On the trail of noise and sweat
You can explore this unique nature reserve on two trails. The 7.6 km “Prënzebierg – Giele Botter” discovery trail takes you on the tracks where the trucks used to run, carrying the ore, past cliffs and spoil heaps with different topological conditions. There are ponds, wetlands, dry grassland, pioneer woodland and shady lime beech woods along the way. The 2.6km “Giele Botter” geological nature trail runs through the middle of the nature reserve, and can only be accessed from the discovery trail.

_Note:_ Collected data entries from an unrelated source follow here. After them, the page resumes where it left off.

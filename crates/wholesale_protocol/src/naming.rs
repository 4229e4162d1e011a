/// Returns true if the identifier is already safe to use as a catalog,
/// schema or table path component.
pub fn is_safe_ident(name: &str) -> bool {
    !name.is_empty()
        && name
            .chars()
            .all(|c| c.is_ascii_lowercase() || c.is_ascii_digit() || c == '_')
}

/// Canonicalize identifiers into filesystem-safe path components.
///
/// Unsafe names are slugged and suffixed with a short hash so that two
/// different inputs never collapse onto the same table file.
pub fn safe_ident(name: &str) -> String {
    if is_safe_ident(name) {
        return name.to_string();
    }

    let mut slug = String::with_capacity(name.len());
    let mut last_was_underscore = false;
    for ch in name.chars() {
        let mapped = if ch.is_ascii_alphanumeric() {
            ch.to_ascii_lowercase()
        } else {
            '_'
        };

        if mapped == '_' {
            if last_was_underscore {
                continue;
            }
            last_was_underscore = true;
            slug.push('_');
        } else {
            last_was_underscore = false;
            slug.push(mapped);
        }
    }

    let slug = slug.trim_matches('_');
    let slug = if slug.is_empty() { "table" } else { slug };
    let hash = blake3::hash(name.as_bytes()).to_hex();
    format!("{}_{}", slug, &hash[..8])
}
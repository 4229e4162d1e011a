//! `wholesale check` - load and validate inputs; nothing is written.

use anyhow::Result;
use clap::Args;
use std::path::{Path, PathBuf};

use wholesale_pipeline::Pipeline;

use crate::cli::config::{resolve, Overrides};
use crate::cli::output::print_table;

#[derive(Debug, Args)]
pub struct CheckArgs {
    /// Directory holding the eight .tbl files
    #[arg(long, value_name = "DIR")]
    pub input: Option<PathBuf>,

    /// Output as JSON
    #[arg(long)]
    pub json: bool,
}

pub fn run(args: CheckArgs, config_path: Option<&Path>) -> Result<()> {
    let config = resolve(
        config_path,
        &Overrides {
            input: args.input,
            ..Overrides::default()
        },
    )?;
    let report = Pipeline::new(config)?.check()?;

    if args.json {
        println!("{}", serde_json::to_string_pretty(&report)?);
        return Ok(());
    }

    let rows = report
        .sources
        .iter()
        .map(|c| {
            let orphans: usize = report
                .integrity
                .iter()
                .filter(|o| o.table == c.table)
                .map(|o| o.orphans)
                .sum();
            vec![c.table.clone(), c.rows.to_string(), orphans.to_string()]
        })
        .collect();
    print_table(&["TABLE", "ROWS", "ORPHAN KEYS"], rows);
    println!("All tables valid");
    Ok(())
}
//! Table store behaviour across whole runs: overwrite, all-or-nothing
//! failure, manifest bookkeeping and path confinement.

use arrow::array::{Int64Array, RecordBatch, StringArray};
use arrow::datatypes::{DataType, Field, Schema};
use proptest::prelude::*;
use std::sync::Arc;
use tempfile::tempdir;
use wholesale_protocol::TableRef;
use wholesale_sinks::{file_digest, SinkError, TableStore, TableWrite, MANIFEST_FILE};

fn batch(keys: &[i64]) -> RecordBatch {
    let schema = Schema::new(vec![
        Field::new("key", DataType::Int64, false),
        Field::new("label", DataType::Utf8, false),
    ]);
    let labels: Vec<String> = keys.iter().map(|k| format!("k{}", k)).collect();
    RecordBatch::try_new(
        Arc::new(schema),
        vec![
            Arc::new(Int64Array::from(keys.to_vec())),
            Arc::new(StringArray::from(labels)),
        ],
    )
    .unwrap()
}

fn table(name: &str) -> TableRef {
    TableRef::new("wholesale", "tpch", name)
}

fn row_count(store: &TableStore, name: &str) -> usize {
    store
        .read_table(&table(name))
        .unwrap()
        .iter()
        .map(|b| b.num_rows())
        .sum()
}

#[test]
fn test_overwrite_replaces_whole_table() {
    let dir = tempdir().unwrap();
    let store = TableStore::new(dir.path());

    store
        .write_tables(&[TableWrite::from_batch(table("orders"), batch(&[1, 2, 3]))])
        .unwrap();
    assert_eq!(row_count(&store, "orders"), 3);

    store
        .write_tables(&[TableWrite::from_batch(table("orders"), batch(&[9]))])
        .unwrap();
    assert_eq!(row_count(&store, "orders"), 1);

    let leftovers: Vec<String> = std::fs::read_dir(store.schema_dir(&table("orders")))
        .unwrap()
        .map(|e| e.unwrap().file_name().to_string_lossy().to_string())
        .filter(|n| n.starts_with('.'))
        .collect();
    assert!(leftovers.is_empty(), "staging files left: {:?}", leftovers);
}

#[test]
fn test_failed_run_leaves_previous_tables() {
    let dir = tempdir().unwrap();
    let store = TableStore::new(dir.path());
    store
        .write_tables(&[
            TableWrite::from_batch(table("a"), batch(&[1])),
            TableWrite::from_batch(table("b"), batch(&[1, 2])),
        ])
        .unwrap();
    let digest_a = file_digest(&store.table_path(&table("a"))).unwrap();

    let narrow = Schema::new(vec![Field::new("key", DataType::Int64, false)]);
    let err = store
        .write_tables(&[
            TableWrite::from_batch(table("a"), batch(&[5, 6, 7])),
            TableWrite::new(table("b"), Arc::new(narrow), vec![batch(&[5])]),
        ])
        .unwrap_err();
    assert!(err.to_string().contains("Schema mismatch"), "{err}");

    assert_eq!(file_digest(&store.table_path(&table("a"))).unwrap(), digest_a);
    assert_eq!(row_count(&store, "a"), 1);
    assert_eq!(row_count(&store, "b"), 2);
}

fn staging_leftovers(store: &TableStore) -> Vec<String> {
    std::fs::read_dir(store.schema_dir(&table("any")))
        .unwrap()
        .map(|e| e.unwrap().file_name().to_string_lossy().to_string())
        .filter(|n| n.ends_with(".tmp"))
        .collect()
}

#[test]
fn test_corrupt_manifest_fails_before_any_table_is_written() {
    let dir = tempdir().unwrap();
    let store = TableStore::new(dir.path());
    store
        .write_tables(&[TableWrite::from_batch(table("a"), batch(&[1]))])
        .unwrap();
    let digest_a = file_digest(&store.table_path(&table("a"))).unwrap();
    let manifest_path = store.manifest_path(&table("a"));
    std::fs::write(&manifest_path, "not json").unwrap();

    let err = store
        .write_tables(&[
            TableWrite::from_batch(table("a"), batch(&[5, 6, 7])),
            TableWrite::from_batch(table("b"), batch(&[5])),
        ])
        .unwrap_err();
    assert!(err.to_string().contains("Failed to parse manifest"), "{err}");

    assert_eq!(file_digest(&store.table_path(&table("a"))).unwrap(), digest_a);
    assert!(!store.exists(&table("b")));
    assert_eq!(std::fs::read_to_string(&manifest_path).unwrap(), "not json");
    assert!(staging_leftovers(&store).is_empty());
}

#[test]
fn test_manifest_commit_failure_restores_tables() {
    let dir = tempdir().unwrap();
    let store = TableStore::new(dir.path());
    store
        .write_tables(&[TableWrite::from_batch(table("a"), batch(&[1]))])
        .unwrap();
    let digest_a = file_digest(&store.table_path(&table("a"))).unwrap();

    // The previous manifest cannot be moved aside
    let blocked = store
        .schema_dir(&table("a"))
        .join(format!(".{}.bak", MANIFEST_FILE));
    std::fs::create_dir(&blocked).unwrap();
    std::fs::write(blocked.join("keep"), b"x").unwrap();

    assert!(store
        .write_tables(&[
            TableWrite::from_batch(table("a"), batch(&[5, 6, 7])),
            TableWrite::from_batch(table("b"), batch(&[5])),
        ])
        .is_err());

    assert_eq!(file_digest(&store.table_path(&table("a"))).unwrap(), digest_a);
    assert!(!store.exists(&table("b")));
    let manifest = store.manifest("wholesale", "tpch").unwrap();
    assert_eq!(manifest.tables["a"].rows, 1);
    assert!(!manifest.tables.contains_key("b"));
    assert!(staging_leftovers(&store).is_empty());
}

#[test]
fn test_schema_mismatch_aborts_run() {
    let dir = tempdir().unwrap();
    let store = TableStore::new(dir.path());

    let other = Schema::new(vec![Field::new("key", DataType::Int64, false)]);
    let write = TableWrite::new(table("t"), Arc::new(other), vec![batch(&[1])]);
    let err = store.write_tables(&[write]).unwrap_err();
    assert!(err.to_string().contains("expected 1 columns, got 2"));
    assert!(!store.exists(&table("t")));
}

#[test]
fn test_empty_table_keeps_schema() {
    let dir = tempdir().unwrap();
    let store = TableStore::new(dir.path());
    let schema = batch(&[]).schema();
    store
        .write_tables(&[TableWrite::new(table("empty"), schema.clone(), Vec::new())])
        .unwrap();

    assert_eq!(row_count(&store, "empty"), 0);
    assert_eq!(store.read_schema(&table("empty")).unwrap().fields(), schema.fields());
}

#[test]
fn test_manifest_and_listing() {
    let dir = tempdir().unwrap();
    let store = TableStore::new(dir.path());
    store
        .write_tables(&[
            TableWrite::from_batch(table("fact_table"), batch(&[1, 2]))
                .with_schema_hash("abc123")
                .with_csv_export(true),
            TableWrite::from_batch(table("customer"), batch(&[1])),
        ])
        .unwrap();

    let manifest = store.manifest("wholesale", "tpch").unwrap();
    let fact = &manifest.tables["fact_table"];
    assert_eq!(fact.rows, 2);
    assert_eq!(fact.schema_hash.as_deref(), Some("abc123"));
    assert_eq!(fact.csv_file.as_deref(), Some("fact_table.csv"));
    assert_eq!(
        fact.blake3,
        file_digest(&store.table_path(&table("fact_table"))).unwrap()
    );
    assert!(store.csv_path(&table("fact_table")).exists());

    let csv = std::fs::read_to_string(store.csv_path(&table("fact_table"))).unwrap();
    assert!(csv.starts_with("key,label"));

    let names: Vec<String> = store
        .list_tables("wholesale", "tpch")
        .unwrap()
        .into_iter()
        .map(|t| t.table)
        .collect();
    assert_eq!(names, vec!["customer", "fact_table"]);
}

#[test]
fn test_identical_writes_are_byte_identical() {
    let dir = tempdir().unwrap();
    let store = TableStore::new(dir.path());
    store
        .write_tables(&[TableWrite::from_batch(table("t"), batch(&[3, 1, 2]))])
        .unwrap();
    let first = file_digest(&store.table_path(&table("t"))).unwrap();
    store
        .write_tables(&[TableWrite::from_batch(table("t"), batch(&[3, 1, 2]))])
        .unwrap();
    assert_eq!(file_digest(&store.table_path(&table("t"))).unwrap(), first);
}

#[test]
fn test_missing_table() {
    let dir = tempdir().unwrap();
    let store = TableStore::new(dir.path());
    assert!(matches!(
        store.read_table(&table("nope")),
        Err(SinkError::TableNotFound(_))
    ));
    assert!(store.list_tables("wholesale", "tpch").unwrap().is_empty());
}

proptest! {
    #[test]
    fn prop_table_paths_stay_under_root(
        catalog in ".{0,12}",
        schema in ".{0,12}",
        name in ".{0,24}",
    ) {
        let store = TableStore::new("/warehouse");
        let t = TableRef::new(&catalog, &schema, &name);
        let path = store.table_path(&t);
        prop_assert!(path.starts_with("/warehouse"));
        prop_assert_eq!(path.components().count(), 5);
    }
}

We start from the fishponds in Lamadelaine and head towards Giele Botter. A brief climb in the shade of old beeches and larches, and we’re right in the heart of “Paradise”, an enchanted, hilly landscape created from barren rocks: moss, lichen and ferns hang from the trees like cotton wool – all amid giant blocks of hewn stone. The backstory is less enchanting. This unworkable material was brought here in mine cars hauled by men and horses and then dumped. A bit further along the trail we come across the actual mining area known as “Schlammebierg”, alias “Giele Botter”. A deep terraced crater marks where the violent intrusion in the landscape occurred. Where once there was noise – thundering explosions, rumbling lorries, rattling and clattering rail cars – there is now an almost eerie silence. Only the wind murmurs around the ins and outs of the quarry.
After taking in the fantastic panoramic view, we head down into the bottom of the crater to see the tunnels. We pass wetlands, deep gorges in the red rock and a beech forest full of orchids, before walking over plateaus and back to the starting point. It almost feels like you’re in the Grand Canyon. Younger children should always be held by the hand, as there are deep pits all around.

© Emile Hengen

Nature pure and simple
Rare orchids like the flesh-coloured marsh orchid find ideal conditions in the reserve’s wetlands. 21 different types of orchid can be found. The rare holly fern, great crested newt and swallowtail butterfly also live here. Along the way, walkers and amateur geologists will find lots of interesting information panels about the formation, features and mining of the Minette strata and the indigenous fauna and flora there. The Giele Botter Prënzebierg is a living text book for a region’s geology, natural succession and history. It also documents how biotopes have been created and shaped by human hand.

You are strongly advised to take a map with you so that you don’t lose your way as you navigate the many criss-crossing paths and shortcuts. And you’ll need to take a bottle of water in hot weather. Most of the trees aren’t tall enough yet to provide shade along the way. There are plenty of benches and amazing viewpoints for taking a rest or enjoying a picnic. We want to preserve this wonderful landscape for everyone to enjoy, so please take your litter home with you.